In the 1980s, most sex workers in Spain were of Spanish origin. But by the early 2000s, the majority were migrants from poor European countries, Latin America and Africa, making them vulnerable to exploitation. The issue has become a thorny political topic, partly because it is tied to concerns about illegal migration.
Prostitution is largely unregulated in Spain, and there is no punishment for those who offer paid sexual services of their own will as long as it does not take place in public spaces. But pimping or acting as a proxy between a sex worker and a potential client is illegal. That has created a legal loophole where businesses are able to obtain a license to establish clubs that may function as brothels but can’t hire sex workers directly; the sex workers are made to “rent” the rooms they work in — a situation that means they don’t have the legal benefits and protections of other workers.
In 2020, nearly 100 academics, artists, writers, jurists and former prostitutes reportedly signed a manifesto calling for prostitution in Spain to be abolished. The document pointed out that an overwhelming percentage of sex workers were women living in poverty, with no proof they’d chosen prostitution over some other viable alternative.
The Spanish government didn’t provide any details of the plan to outlaw prostitution Sunday. Sánchez, a Socialist with a minority government, has won favor with working people, women and voters outside the major urban centers with policies prioritizing health care, education and equal pay.
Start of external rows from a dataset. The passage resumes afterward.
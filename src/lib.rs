//! # safera-sense
//!
//! A Rust client library for Safera Sense (Røroshetta Sense) kitchen hood
//! sensors.
//!
//! This library provides async communication with the device over Bluetooth LE.
//!
//! ## Features
//!
//! - Async/await based API using Tokio
//! - Connection state machine with retry, backoff and per-operation timeouts
//! - Notification-driven snapshots with a polling fallback
//! - Ordered, delay-aware fan and light commands
//! - Type-safe payload decoding
//!
//! ## Quick Start
//!
//! ```no_run
//! use safera_sense::{FanIntent, FanLevel, SenseClient};
//!
//! #[tokio::main]
//! async fn main() -> Result<(), safera_sense::Error> {
//!     // Connect to a Safera Sense
//!     let client = SenseClient::ble("D0:CF:5E:12:34:56");
//!     let identity = client.connect().await?;
//!
//!     println!("Connected to: {} {}", identity.manufacturer, identity.model);
//!
//!     // Read the current telemetry
//!     let snapshot = client.current_snapshot().await?;
//!     println!("Ambient: {:.1} °C", snapshot.ambient_temperature);
//!
//!     // Boost the fan
//!     client.set_fan(FanIntent::level(FanLevel::Boost)).await?;
//!
//!     // Disconnect
//!     client.disconnect().await;
//!     Ok(())
//! }
//! ```
//!
//! ## Architecture
//!
//! The library is organized into several modules:
//!
//! - [`protocol`] - GATT table, command frames and payload decoders
//! - [`types`] - Data structures (snapshots, statistics, intents)
//! - [`transport`] - Transport implementations (Bluetooth LE)
//! - [`session`] - Connection state machine
//! - [`event`] - Notification decoding and dispatch
//! - [`commands`] - Command sequencer for device writes
//! - [`fetcher`] - Read-and-decode polling
//! - [`client`] - High-level [`SenseClient`] client

pub mod client;
pub mod commands;
pub mod error;
pub mod event;
pub mod fetcher;
pub mod protocol;
pub mod session;
pub mod transport;
pub mod types;

// Re-exports for convenience
pub use client::{ClientConfig, SenseClient};
pub use commands::CommandSequencer;
pub use error::{DecodeError, Error, Result};
pub use event::{Event, EventFilter, NotificationDispatcher, ObserverId, Subscription};
pub use fetcher::SnapshotFetcher;
pub use protocol::{Characteristic, CommandFrame, CommandSequence};
pub use session::{Session, SessionConfig, SessionState};
pub use transport::{BleConfig, BleTransport, Transport, TransportEvent};
pub use types::{
    Bitfield, CommandIntent, DayStatistics, DcvNode, DcvReport, DeviceIdentity, EventKind,
    EventLogEntry, FanIntent, FanLevel, FanReading, LightIntent, LightLevel, LightReading,
    SensorErrors, SensorFault, SensorSnapshot, SnapshotLayout, WifiCloudStatus,
};
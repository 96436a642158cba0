//! Bluetooth LE transport implementation.
//!
//! This module drives a Safera Sense over GATT using `btleplug`.

use std::collections::HashMap;
use std::sync::Arc;
use std::sync::atomic::{AtomicBool, Ordering};
use std::time::Duration;

use btleplug::api::{
    Central, CentralEvent, Characteristic as GattCharacteristic, Manager as _, Peripheral as _,
    ScanFilter, WriteType,
};
use btleplug::platform::{Adapter, Manager, Peripheral};
use bytes::Bytes;
use futures::StreamExt;
use tokio::sync::mpsc;
use tokio::task::JoinHandle;
use tokio::time::Instant;
use uuid::Uuid;

use crate::error::{Error, Result};
use crate::transport::{Transport, TransportEvent, TransportFuture};

/// Default time spent scanning for the device.
pub const DEFAULT_SCAN_TIMEOUT: Duration = Duration::from_secs(10);

/// Default interval between peripheral list polls while scanning.
pub const DEFAULT_SCAN_POLL_INTERVAL: Duration = Duration::from_millis(500);

/// Configuration for the BLE transport.
#[derive(Debug, Clone)]
pub struct BleConfig {
    /// Device address (e.g., "D0:CF:5E:12:34:56").
    pub address: String,
    /// How long to scan before giving up.
    pub scan_timeout: Duration,
    /// Interval between peripheral list polls.
    pub scan_poll_interval: Duration,
}

impl BleConfig {
    /// Creates a new BLE configuration with default settings.
    #[must_use]
    pub fn new(address: impl Into<String>) -> Self {
        Self {
            address: address.into(),
            scan_timeout: DEFAULT_SCAN_TIMEOUT,
            scan_poll_interval: DEFAULT_SCAN_POLL_INTERVAL,
        }
    }

    /// Sets the scan timeout.
    #[must_use]
    pub const fn scan_timeout(mut self, timeout: Duration) -> Self {
        self.scan_timeout = timeout;
        self
    }

    /// Sets the scan poll interval.
    #[must_use]
    pub const fn scan_poll_interval(mut self, interval: Duration) -> Self {
        self.scan_poll_interval = interval;
        self
    }
}

/// BLE transport for Safera Sense communication.
pub struct BleTransport {
    config: BleConfig,
    peripheral: Option<Peripheral>,
    characteristics: HashMap<Uuid, GattCharacteristic>,
    local_name: Option<String>,
    connected: Arc<AtomicBool>,
    event_tx: Option<mpsc::Sender<TransportEvent>>,
    tasks: Vec<JoinHandle<()>>,
}

impl BleTransport {
    /// Creates a new BLE transport with the given configuration.
    #[must_use]
    pub fn new(config: BleConfig) -> Self {
        Self {
            config,
            peripheral: None,
            characteristics: HashMap::new(),
            local_name: None,
            connected: Arc::new(AtomicBool::new(false)),
            event_tx: None,
            tasks: Vec::new(),
        }
    }

    /// Creates a new BLE transport for the given address with default settings.
    #[must_use]
    pub fn with_address(address: impl Into<String>) -> Self {
        Self::new(BleConfig::new(address))
    }

    async fn adapter() -> Result<Adapter> {
        let manager = Manager::new().await.map_err(|e| Error::TransportUnavailable {
            reason: e.to_string(),
        })?;
        manager
            .adapters()
            .await?
            .into_iter()
            .next()
            .ok_or_else(|| Error::TransportUnavailable {
                reason: "no Bluetooth adapter found".into(),
            })
    }

    /// Scans until a peripheral with the configured address shows up.
    async fn find_peripheral(&self, adapter: &Adapter) -> Result<Peripheral> {
        adapter.start_scan(ScanFilter::default()).await?;

        let deadline = Instant::now() + self.config.scan_timeout;
        let found = loop {
            if let Some(peripheral) = self.match_peripheral(adapter).await? {
                break Some(peripheral);
            }
            if Instant::now() >= deadline {
                break None;
            }
            tokio::time::sleep(self.config.scan_poll_interval).await;
        };

        if let Err(e) = adapter.stop_scan().await {
            tracing::warn!("failed to stop scan: {}", e);
        }

        found.ok_or_else(|| Error::DeviceNotFound {
            address: self.config.address.clone(),
        })
    }

    async fn match_peripheral(&self, adapter: &Adapter) -> Result<Option<Peripheral>> {
        for peripheral in adapter.peripherals().await? {
            if peripheral
                .address()
                .to_string()
                .eq_ignore_ascii_case(&self.config.address)
            {
                return Ok(Some(peripheral));
            }
        }
        Ok(None)
    }

    fn characteristic(&self, uuid: Uuid) -> Result<(&Peripheral, &GattCharacteristic)> {
        let peripheral = self
            .peripheral
            .as_ref()
            .filter(|_| self.connected.load(Ordering::SeqCst))
            .ok_or(Error::NotConnected)?;
        let characteristic = self
            .characteristics
            .get(&uuid)
            .ok_or(Error::UnsupportedCharacteristic { uuid })?;
        Ok((peripheral, characteristic))
    }

    /// Spawns the notification forwarder and the link-loss watcher.
    async fn spawn_event_tasks(&mut self, adapter: Adapter, peripheral: &Peripheral) -> Result<()> {
        let Some(tx) = self.event_tx.clone() else {
            return Ok(());
        };

        let mut notifications = peripheral.notifications().await?;
        let notify_tx = tx.clone();
        self.tasks.push(tokio::spawn(async move {
            while let Some(notification) = notifications.next().await {
                tracing::trace!(
                    "notification {}: {}",
                    notification.uuid,
                    hex::encode(&notification.value)
                );
                let event = TransportEvent::Notification {
                    uuid: notification.uuid,
                    data: Bytes::from(notification.value),
                };
                if notify_tx.send(event).await.is_err() {
                    tracing::debug!("notification receiver dropped");
                    return;
                }
            }
        }));

        let mut central_events = adapter.events().await?;
        let id = peripheral.id();
        let connected = Arc::clone(&self.connected);
        self.tasks.push(tokio::spawn(async move {
            while let Some(event) = central_events.next().await {
                if let CentralEvent::DeviceDisconnected(lost) = event {
                    if lost == id {
                        tracing::info!("link lost");
                        connected.store(false, Ordering::SeqCst);
                        let _ = tx.send(TransportEvent::LinkLost).await;
                        return;
                    }
                }
            }
        }));

        Ok(())
    }

    fn abort_tasks(&mut self) {
        for task in self.tasks.drain(..) {
            task.abort();
        }
    }
}

impl Transport for BleTransport {
    fn connect(&mut self) -> TransportFuture<'_, ()> {
        Box::pin(async move {
            if self.connected.load(Ordering::SeqCst) {
                return Ok(());
            }

            tracing::info!("connecting to {}", self.config.address);

            let adapter = Self::adapter().await?;
            let peripheral = self.find_peripheral(&adapter).await?;

            peripheral.connect().await?;
            peripheral.discover_services().await?;

            self.characteristics = peripheral
                .characteristics()
                .into_iter()
                .map(|c| (c.uuid, c))
                .collect();
            tracing::debug!("discovered {} characteristics", self.characteristics.len());

            self.local_name = match peripheral.properties().await {
                Ok(props) => props.and_then(|p| p.local_name),
                Err(e) => {
                    tracing::debug!("failed to read peripheral properties: {}", e);
                    None
                }
            };

            self.abort_tasks();
            self.spawn_event_tasks(adapter, &peripheral).await?;
            self.peripheral = Some(peripheral);
            self.connected.store(true, Ordering::SeqCst);

            tracing::info!("connected to {}", self.config.address);
            Ok(())
        })
    }

    fn disconnect(&mut self) -> TransportFuture<'_, ()> {
        Box::pin(async move {
            self.abort_tasks();
            self.connected.store(false, Ordering::SeqCst);
            self.characteristics.clear();
            if let Some(peripheral) = self.peripheral.take() {
                tracing::info!("disconnecting from {}", self.config.address);
                peripheral.disconnect().await?;
            }
            Ok(())
        })
    }

    fn read(&mut self, uuid: Uuid) -> TransportFuture<'_, Bytes> {
        Box::pin(async move {
            let (peripheral, characteristic) = self.characteristic(uuid)?;
            let data = peripheral.read(characteristic).await?;
            tracing::trace!("read {}: {}", uuid, hex::encode(&data));
            Ok(Bytes::from(data))
        })
    }

    fn write(&mut self, uuid: Uuid, data: Bytes, with_response: bool) -> TransportFuture<'_, ()> {
        Box::pin(async move {
            let (peripheral, characteristic) = self.characteristic(uuid)?;
            let write_type = if with_response {
                WriteType::WithResponse
            } else {
                WriteType::WithoutResponse
            };
            tracing::trace!("write {}: {}", uuid, hex::encode(&data));
            peripheral.write(characteristic, &data, write_type).await?;
            Ok(())
        })
    }

    fn subscribe(&mut self, uuid: Uuid) -> TransportFuture<'_, ()> {
        Box::pin(async move {
            let (peripheral, characteristic) = self.characteristic(uuid)?;
            peripheral.subscribe(characteristic).await?;
            Ok(())
        })
    }

    fn unsubscribe(&mut self, uuid: Uuid) -> TransportFuture<'_, ()> {
        Box::pin(async move {
            let (peripheral, characteristic) = self.characteristic(uuid)?;
            peripheral.unsubscribe(characteristic).await?;
            Ok(())
        })
    }

    fn set_event_sender(&mut self, tx: mpsc::Sender<TransportEvent>) {
        self.event_tx = Some(tx);
    }

    fn is_connected(&self) -> bool {
        self.connected.load(Ordering::SeqCst)
    }

    fn local_name(&self) -> Option<String> {
        self.local_name.clone()
    }

    fn address(&self) -> String {
        self.config.address.clone()
    }
}

impl Drop for BleTransport {
    fn drop(&mut self) {
        self.abort_tasks();
    }
}
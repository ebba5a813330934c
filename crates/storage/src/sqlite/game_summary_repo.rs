use dino_core::model::{EndReason, GameSummary, GameType};
use dino_core::scoring::Stars;
use sqlx::Row;

use super::SqliteRepository;
use super::mapping::{conn, get_u32, parse_game, parse_tier, ser, u8_from_i64};
use crate::repository::{GameSummaryRepository, GameSummaryRow, StorageError};

const SUMMARY_COLUMNS: &str = r"
    id, game, tier, final_score, correct, wrong,
    stars, ended_by, started_at, completed_at
";

fn map_summary_row(row: &sqlx::sqlite::SqliteRow) -> Result<GameSummary, StorageError> {
    let game: String = row.try_get("game").map_err(ser)?;
    let tier: String = row.try_get("tier").map_err(ser)?;
    let ended_by: String = row.try_get("ended_by").map_err(ser)?;
    let stars = u8_from_i64("stars", row.try_get::<i64, _>("stars").map_err(ser)?)?;

    GameSummary::new(
        parse_game(&game)?,
        parse_tier(&tier)?,
        get_u32(row, "final_score")?,
        get_u32(row, "correct")?,
        get_u32(row, "wrong")?,
        Stars::try_from(stars).map_err(ser)?,
        EndReason::parse(&ended_by).map_err(ser)?,
        row.try_get("started_at").map_err(ser)?,
        row.try_get("completed_at").map_err(ser)?,
    )
    .map_err(ser)
}

fn map_summary_row_with_id(
    row: &sqlx::sqlite::SqliteRow,
) -> Result<GameSummaryRow, StorageError> {
    let id: i64 = row.try_get("id").map_err(ser)?;
    Ok(GameSummaryRow::new(id, map_summary_row(row)?))
}

#[async_trait::async_trait]
impl GameSummaryRepository for SqliteRepository {
    async fn append_summary(&self, summary: &GameSummary) -> Result<i64, StorageError> {
        let res = sqlx::query(
            r"
                INSERT INTO game_summaries (
                    game, tier, final_score, correct, wrong,
                    stars, ended_by, started_at, completed_at
                )
                VALUES (?1, ?2, ?3, ?4, ?5, ?6, ?7, ?8, ?9)
            ",
        )
        .bind(summary.game().as_str())
        .bind(summary.tier().as_str())
        .bind(i64::from(summary.final_score()))
        .bind(i64::from(summary.correct()))
        .bind(i64::from(summary.wrong()))
        .bind(i64::from(summary.stars().value()))
        .bind(summary.ended_by().as_str())
        .bind(summary.started_at())
        .bind(summary.completed_at())
        .execute(&self.pool)
        .await
        .map_err(conn)?;

        Ok(res.last_insert_rowid())
    }

    async fn get_summary(&self, id: i64) -> Result<GameSummary, StorageError> {
        let sql = format!("SELECT {SUMMARY_COLUMNS} FROM game_summaries WHERE id = ?1");
        let row = sqlx::query(&sql)
            .bind(id)
            .fetch_optional(&self.pool)
            .await
            .map_err(conn)?
            .ok_or(StorageError::NotFound)?;

        map_summary_row(&row)
    }

    async fn list_summaries(
        &self,
        game: Option<GameType>,
        limit: u32,
    ) -> Result<Vec<GameSummaryRow>, StorageError> {
        let mut sql = format!("SELECT {SUMMARY_COLUMNS} FROM game_summaries");
        let mut bind_index = 1;
        if game.is_some() {
            sql.push_str(" WHERE game = ?1");
            bind_index += 1;
        }
        sql.push_str(" ORDER BY completed_at DESC, id DESC");
        sql.push_str(" LIMIT ?");
        sql.push_str(&bind_index.to_string());

        let mut query = sqlx::query(&sql);
        if let Some(game) = game {
            query = query.bind(game.as_str());
        }
        query = query.bind(i64::from(limit));

        let rows = query.fetch_all(&self.pool).await.map_err(conn)?;

        let mut out = Vec::with_capacity(rows.len());
        for row in rows {
            out.push(map_summary_row_with_id(&row)?);
        }
        Ok(out)
    }
}
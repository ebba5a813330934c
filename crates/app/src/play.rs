//! Terminal play-through of one math session.

use std::error::Error;
use std::time::Duration;

use dino_core::model::{GameType, Tier};
use dino_core::rules::FEEDBACK_DELAY;
use services::{Answer, AnswerOutcome, AppServices, GameSession, SoundEffects};
use tokio::io::{AsyncBufReadExt, BufReader, Lines, Stdin};

type Input = Lines<BufReader<Stdin>>;

enum Reply {
    Line(String),
    TimedOut,
    Closed,
}

async fn read_reply(input: &mut Input, limit: Option<Duration>) -> std::io::Result<Reply> {
    let line = match limit {
        Some(limit) => match tokio::time::timeout(limit, input.next_line()).await {
            Ok(line) => line?,
            Err(_) => return Ok(Reply::TimedOut),
        },
        None => input.next_line().await?,
    };
    Ok(line.map_or(Reply::Closed, Reply::Line))
}

fn show_question(session: &GameSession) {
    let progress = session.progress();
    println!();
    println!(
        "Question {}/{}   score {}   lives {}",
        session.question_index() + 1,
        progress.total,
        progress.score,
        "♥".repeat(usize::from(progress.lives)),
    );
    if let Some(limit) = session.time_limit() {
        println!("You have {} seconds.", limit.as_secs());
    }
    println!("  {}", session.question().display_text());
    for (i, option) in session.options().iter().enumerate() {
        println!("  [{}] {option}", i + 1);
    }
    println!("Pick 1-{}, or type the answer (p = pause, q = quit):", session.options().len());
}

/// Numbered picks map to the option text; anything else is taken literally.
fn to_answer(session: &GameSession, line: &str) -> Answer {
    let trimmed = line.trim();
    trimmed
        .parse::<usize>()
        .ok()
        .and_then(|n| n.checked_sub(1))
        .and_then(|i| session.options().get(i))
        .map_or_else(|| Answer::selected(trimmed), |text| Answer::selected(text.clone()))
}

fn show_feedback(outcome: &AnswerOutcome) {
    if outcome.is_correct {
        println!("Correct! +{}", outcome.points);
    } else if outcome.answer == Answer::TimedOut {
        println!("Time's up! The answer was {}.", outcome.question.correct_answer_text());
    } else {
        println!("Oops! The answer was {}.", outcome.question.correct_answer_text());
    }
}

fn show_result(outcome: &AnswerOutcome) {
    let state = outcome.state;
    println!();
    println!("Game over!");
    println!(
        "Score {}   correct {}   wrong {}",
        state.current_score(),
        state.correct_count(),
        state.wrong_count()
    );
    if let Some(reward) = &outcome.reward {
        println!("Stars: {}", "★".repeat(usize::from(reward.stars.value())));
        if reward.new_high_score {
            println!("New high score!");
        }
        if !reward.unlocked.is_empty() {
            println!("Achievements unlocked: {}", reward.unlocked.len());
        }
    }
}

/// Plays one session at `tier` on stdin/stdout.
pub async fn run(services: &AppServices, tier: Tier) -> Result<(), Box<dyn Error>> {
    let game_loop = services.game_loop();
    let sound = services.sound();
    let mut session = services.start_game(GameType::Math, tier).await?;
    let store = services.profiles().load().await?;
    println!("Hi {}! Let's do some {tier} math.", store.display_name());

    let mut input = BufReader::new(tokio::io::stdin()).lines();
    sound.start_music();

    loop {
        show_question(&session);
        let answer = match read_reply(&mut input, session.time_limit()).await? {
            Reply::Closed => break,
            Reply::TimedOut => Answer::TimedOut,
            Reply::Line(line) => match line.trim() {
                "q" => break,
                "p" => {
                    game_loop.toggle_pause(&mut session)?;
                    println!("Paused. Press p to continue.");
                    loop {
                        match read_reply(&mut input, None).await? {
                            Reply::Line(line) if line.trim() == "p" => break,
                            Reply::Closed => {
                                sound.stop_music();
                                return Ok(());
                            }
                            _ => {}
                        }
                    }
                    game_loop.toggle_pause(&mut session)?;
                    continue;
                }
                _ => to_answer(&session, &line),
            },
        };

        let outcome = game_loop.answer(&mut session, answer).await?;
        show_feedback(&outcome);
        match outcome.continuation {
            Some(token) => {
                tokio::time::sleep(FEEDBACK_DELAY).await;
                game_loop.advance(&mut session, token)?;
            }
            None => {
                show_result(&outcome);
                break;
            }
        }
    }

    sound.stop_music();
    Ok(())
}
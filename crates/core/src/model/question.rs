use serde::{Deserialize, Serialize};
use std::fmt;

use crate::model::ids::QuestionId;
use crate::model::tier::Tier;

//
// ─── OPERATION ─────────────────────────────────────────────────────────────────
//

/// Arithmetic operation asked in a question.
#[derive(Debug, Clone, Copy, PartialEq, Eq, Hash, Serialize, Deserialize)]
#[serde(rename_all = "snake_case")]
pub enum Operation {
    Addition,
    Subtraction,
    Multiplication,
    Division,
}

impl Operation {
    /// Operator symbol as shown to the player.
    #[must_use]
    pub fn symbol(self) -> char {
        match self {
            Operation::Addition => '+',
            Operation::Subtraction => '-',
            Operation::Multiplication => '×',
            Operation::Division => '÷',
        }
    }

    #[must_use]
    pub fn as_str(self) -> &'static str {
        match self {
            Operation::Addition => "addition",
            Operation::Subtraction => "subtraction",
            Operation::Multiplication => "multiplication",
            Operation::Division => "division",
        }
    }
}

impl fmt::Display for Operation {
    fn fmt(&self, f: &mut fmt::Formatter<'_>) -> fmt::Result {
        f.write_str(self.as_str())
    }
}

//
// ─── QUESTION ──────────────────────────────────────────────────────────────────
//

/// One arithmetic problem. Immutable; a new one is built for every turn.
#[derive(Debug, Clone, PartialEq, Eq, Serialize, Deserialize)]
pub struct Question {
    id: QuestionId,
    display_text: String,
    correct_answer: u32,
    tier: Tier,
    operation: Operation,
    operand1: u32,
    operand2: u32,
    options: Option<Vec<String>>,
}

impl Question {
    /// Builds a question from raw operands, normalising them so the answer is
    /// a non-negative whole number:
    ///
    /// - subtraction swaps the operands when `a < b`;
    /// - division treats `b` as the divisor (zero is raised to one) and rounds
    ///   `a` down to a multiple of it.
    #[must_use]
    pub fn compose(id: QuestionId, tier: Tier, operation: Operation, a: u32, b: u32) -> Self {
        let (operand1, operand2, correct_answer) = match operation {
            Operation::Addition => (a, b, a.saturating_add(b)),
            Operation::Subtraction => {
                let (hi, lo) = if a < b { (b, a) } else { (a, b) };
                (hi, lo, hi - lo)
            }
            Operation::Multiplication => (a, b, a.saturating_mul(b)),
            Operation::Division => {
                let divisor = b.max(1);
                let quotient = a / divisor;
                (divisor * quotient, divisor, quotient)
            }
        };

        Self {
            id,
            display_text: format!("{operand1} {} {operand2} = ?", operation.symbol()),
            correct_answer,
            tier,
            operation,
            operand1,
            operand2,
            options: None,
        }
    }

    /// Builds an exact division from a divisor and the quotient to reach.
    #[must_use]
    pub fn division(id: QuestionId, tier: Tier, divisor: u32, quotient: u32) -> Self {
        let divisor = divisor.max(1);
        Self::compose(
            id,
            tier,
            Operation::Division,
            divisor.saturating_mul(quotient),
            divisor,
        )
    }

    /// Attaches a fixed option list that is shown instead of generated choices.
    #[must_use]
    pub fn with_options(mut self, options: Vec<String>) -> Self {
        self.options = Some(options);
        self
    }

    #[must_use]
    pub fn id(&self) -> QuestionId {
        self.id
    }

    #[must_use]
    pub fn display_text(&self) -> &str {
        &self.display_text
    }

    #[must_use]
    pub fn correct_answer(&self) -> u32 {
        self.correct_answer
    }

    /// The correct answer as it appears among the options.
    #[must_use]
    pub fn correct_answer_text(&self) -> String {
        self.correct_answer.to_string()
    }

    #[must_use]
    pub fn tier(&self) -> Tier {
        self.tier
    }

    #[must_use]
    pub fn operation(&self) -> Operation {
        self.operation
    }

    #[must_use]
    pub fn operand1(&self) -> u32 {
        self.operand1
    }

    #[must_use]
    pub fn operand2(&self) -> u32 {
        self.operand2
    }

    #[must_use]
    pub fn options(&self) -> Option<&[String]> {
        self.options.as_deref()
    }

    /// Returns true when `answer` matches the correct answer text exactly.
    #[must_use]
    pub fn is_correct(&self, answer: &str) -> bool {
        answer == self.correct_answer_text()
    }
}

#[cfg(test)]
mod tests {
    use super::*;

    fn id() -> QuestionId {
        QuestionId::new(1)
    }

    #[test]
    fn subtraction_swaps_to_stay_non_negative() {
        let q = Question::compose(id(), Tier::Beginner, Operation::Subtraction, 3, 7);
        assert_eq!(q.operand1(), 7);
        assert_eq!(q.operand2(), 3);
        assert_eq!(q.display_text(), "7 - 3 = ?");
        assert_eq!(q.correct_answer(), 4);
    }

    #[test]
    fn symbols_render_per_operation() {
        let add = Question::compose(id(), Tier::Beginner, Operation::Addition, 2, 5);
        assert_eq!(add.display_text(), "2 + 5 = ?");
        assert_eq!(add.correct_answer(), 7);

        let mul = Question::compose(id(), Tier::Advanced, Operation::Multiplication, 6, 7);
        assert_eq!(mul.display_text(), "6 × 7 = ?");
        assert_eq!(mul.correct_answer(), 42);

        let div = Question::division(id(), Tier::Advanced, 4, 9);
        assert_eq!(div.display_text(), "36 ÷ 4 = ?");
        assert_eq!(div.correct_answer(), 9);
    }

    #[test]
    fn division_is_always_exact() {
        let q = Question::compose(id(), Tier::Advanced, Operation::Division, 13, 4);
        assert_eq!((q.operand1(), q.operand2(), q.correct_answer()), (12, 4, 3));

        let zero = Question::compose(id(), Tier::Advanced, Operation::Division, 5, 0);
        assert_eq!(zero.operand2(), 1);
        assert_eq!(zero.operand1() % zero.operand2(), 0);
    }

    #[test]
    fn correctness_compares_answer_text() {
        let q = Question::compose(id(), Tier::Beginner, Operation::Addition, 1, 1);
        assert!(q.is_correct("2"));
        assert!(!q.is_correct(" 2"));
        assert!(!q.is_correct("3"));
    }

    #[test]
    fn fixed_options_are_kept() {
        let q = Question::compose(id(), Tier::Beginner, Operation::Addition, 1, 1)
            .with_options(vec!["2".into(), "5".into()]);
        assert_eq!(q.options().unwrap(), ["2", "5"]);
    }
}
Advocacy groups such as the Committee of Support for Sex Workers argue that prostitution should be recognized as a legitimate economic activity, rather than abolished, and its workers accorded the same rights as other workers.
“It is not socialist to take away the work of 300,000 mostly migrant women workers. Only rights can stop exploitation, not more raids, not more police,” a U.K.-based rights group wrote on Twitter in response to Sánchez’s announcement, adding: “Criminalizing clients and workplaces doesn’t abolish prostitution, it does make workers more unsafe and precarious though.”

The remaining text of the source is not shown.